Countries like Vietnam , India or Indonesia are trying to take advantage of its advantages to develop and advance rapidly. But they have been trapped by structural problems, such as inadequate infrastructure or political instability. 


Currently, no economy has the means to put itself in the place of China. Many have a cheap labor advantage, but except for India , all lack the scale of China. In addition, they all face challenges in other aspects of competitiveness.


What has China done to become the largest and most successful workshop in the world?

The first thing that determines the position of China is its enormous land area and its gigantic population . China is the fourth largest country in the world, with a total land mass of 9,597 million km². Furthermore, China is the most populous, with a population of about 1.386 billion. As a result, we find that China has a large workforce, which forms the basis of its industry of massive industrial manufacturers. 


Similarly, China has a really advanced infrastructure network. China ranked 26th on the World Bank's Logistics Performance Index in 2018. China's figure is much higher than that of Southeast Asian manufacturing countries, and this is a reality.


For importers , a reliable logistics infrastructure network is of vital importance, as they have to ship products from factories to the hands of customers in all regions of the world. With a convoluted network of factories, suppliers, logistics and transportation services, China can ship goods with high efficiency and demand.


If you have been importing from China for a long time , but you plan to transfer your production to another country in Southeast Asia, you will find it difficult to adapt to the manufacturers that you will find in these countries. You should know that your new manufacturing points can only become "mini-Chinas", at best.

Some importers have found that the work culture outside of China is very different. Taking Vietnam as an example, "Xianghu", a Chinese manufacturer , said that Chinese workers are more skilled and willing to work overtime to finish orders on time. But in Vietnam, people will not do this. 


As for India, even with a large population and lower cost of labor, the country is far from assuming the role that China currently has. Poor infrastructure, high transaction costs and old labor laws have made it impossible for large industries to transfer their production to India.


The same has happened to Indonesia. Indonesian President Joko Widodo explained that his country has failed to attract factories from China, because investors continue to distrust cumbersome local regulations, something that we are seeing continues to this day. 


On the other hand, and no less important, new technologies are changing the nature of global production and supplies. This makes “becoming China” even more difficult for developing countries in Asia. 

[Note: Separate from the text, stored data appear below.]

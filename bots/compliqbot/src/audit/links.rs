// SPDX-License-Identifier: PMPL-1.0-or-later
//! Link rules: empty links and the skip link.

use crate::audit::Rule;
use crate::document::{Document, DocumentError, Query};
use crate::findings::{Finding, Severity};

/// Words that mark an in-page link as a skip link
pub const SKIP_LINK_KEYWORDS: &[&str] = &["skip", "jump", "main"];

/// Rule 4: every link has content or an accessible name attribute
pub struct EmptyLinkRule;

impl Rule for EmptyLinkRule {
    fn id(&self) -> &'static str {
        "empty-links"
    }

    fn description(&self) -> &'static str {
        "Links must have content, aria-label or aria-labelledby"
    }

    fn severity(&self) -> Severity {
        Severity::Critical
    }

    fn evaluate(&self, doc: &dyn Document) -> Result<Option<Finding>, DocumentError> {
        let candidates = doc.query(
            &Query::tag("a")
                .without_attr("aria-label")
                .without_attr("aria-labelledby"),
        )?;

        let mut empty = 0;
        for link in candidates {
            if !doc.has_child_nodes(link)? {
                empty += 1;
            }
        }

        if empty == 0 {
            return Ok(None);
        }
        Ok(Some(Finding::new(
            self.id(),
            self.severity(),
            format!("{} empty links without accessible names", empty),
        )))
    }
}

/// Rule 8: an in-page link lets keyboard users bypass navigation
pub struct SkipLinkRule;

impl Rule for SkipLinkRule {
    fn id(&self) -> &'static str {
        "skip-link"
    }

    fn description(&self) -> &'static str {
        "Page should offer a skip link to the main content"
    }

    fn severity(&self) -> Severity {
        Severity::Moderate
    }

    fn evaluate(&self, doc: &dyn Document) -> Result<Option<Finding>, DocumentError> {
        for link in doc.query(&Query::tag("a"))? {
            let Some(href) = doc.attribute(link, "href")? else {
                continue;
            };
            if !href.contains('#') {
                continue;
            }
            let text = doc.text_content(link)?.to_lowercase();
            if SKIP_LINK_KEYWORDS.iter().any(|k| text.contains(k)) {
                return Ok(None);
            }
        }

        Ok(Some(Finding::new(
            self.id(),
            self.severity(),
            "No skip link found for keyboard users",
        )))
    }
}
// SPDX-License-Identifier: PMPL-1.0-or-later
//! Page structure: title and heading outline.

use crate::audit::Rule;
use crate::document::{Document, DocumentError, Query};
use crate::findings::{Finding, Severity};

pub const HEADING_TAGS: &[&str] = &["h1", "h2", "h3", "h4", "h5", "h6"];

/// Rule 6: the page has a non-blank title
pub struct PageTitleRule;

impl Rule for PageTitleRule {
    fn id(&self) -> &'static str {
        "page-title"
    }

    fn description(&self) -> &'static str {
        "Page must have a non-empty title"
    }

    fn severity(&self) -> Severity {
        Severity::Serious
    }

    fn evaluate(&self, doc: &dyn Document) -> Result<Option<Finding>, DocumentError> {
        match doc.title()? {
            Some(title) if !title.trim().is_empty() => Ok(None),
            _ => Ok(Some(Finding::new(self.id(), self.severity(), "Page is missing a title"))),
        }
    }
}

/// Rule 7: the page has headings, one of which is an `h1`.
///
/// A page without any heading gets the serious finding only; the missing
/// `h1` is reported on its own, as moderate, when other headings exist.
pub struct HeadingsRule;

impl Rule for HeadingsRule {
    fn id(&self) -> &'static str {
        "headings"
    }

    fn description(&self) -> &'static str {
        "Page must have headings including a main h1"
    }

    fn severity(&self) -> Severity {
        Severity::Serious
    }

    fn evaluate(&self, doc: &dyn Document) -> Result<Option<Finding>, DocumentError> {
        if doc.query(&Query::tags(HEADING_TAGS))?.is_empty() {
            return Ok(Some(Finding::new(self.id(), self.severity(), "Page has no headings")));
        }
        if doc.query(&Query::tag("h1"))?.is_empty() {
            return Ok(Some(Finding::new(
                self.id(),
                Severity::Moderate,
                "Page has no main heading (h1)",
            )));
        }
        Ok(None)
    }
}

The largest e-commerce platform in China, Alibaba , is now protecting the intellectual properties of brands using blockchain. This makes manufacturing in China safer than in other Southeast Asian countries.


China remains the destination for most manufacturing projects , at least for the near future. This is mainly due to its relatively high number of skilled technical workers, low production costs, and the delivery and supply chain infrastructure that currently exists.


However, even if countries like Vietnam, Thailand, Cambodia or India are not yet ready to compete directly with China, they will be able to compete in niche manufacturing categories . The key to successfully importing products from these countries lies in identifying the core strengths of specific industries where they do have more potential.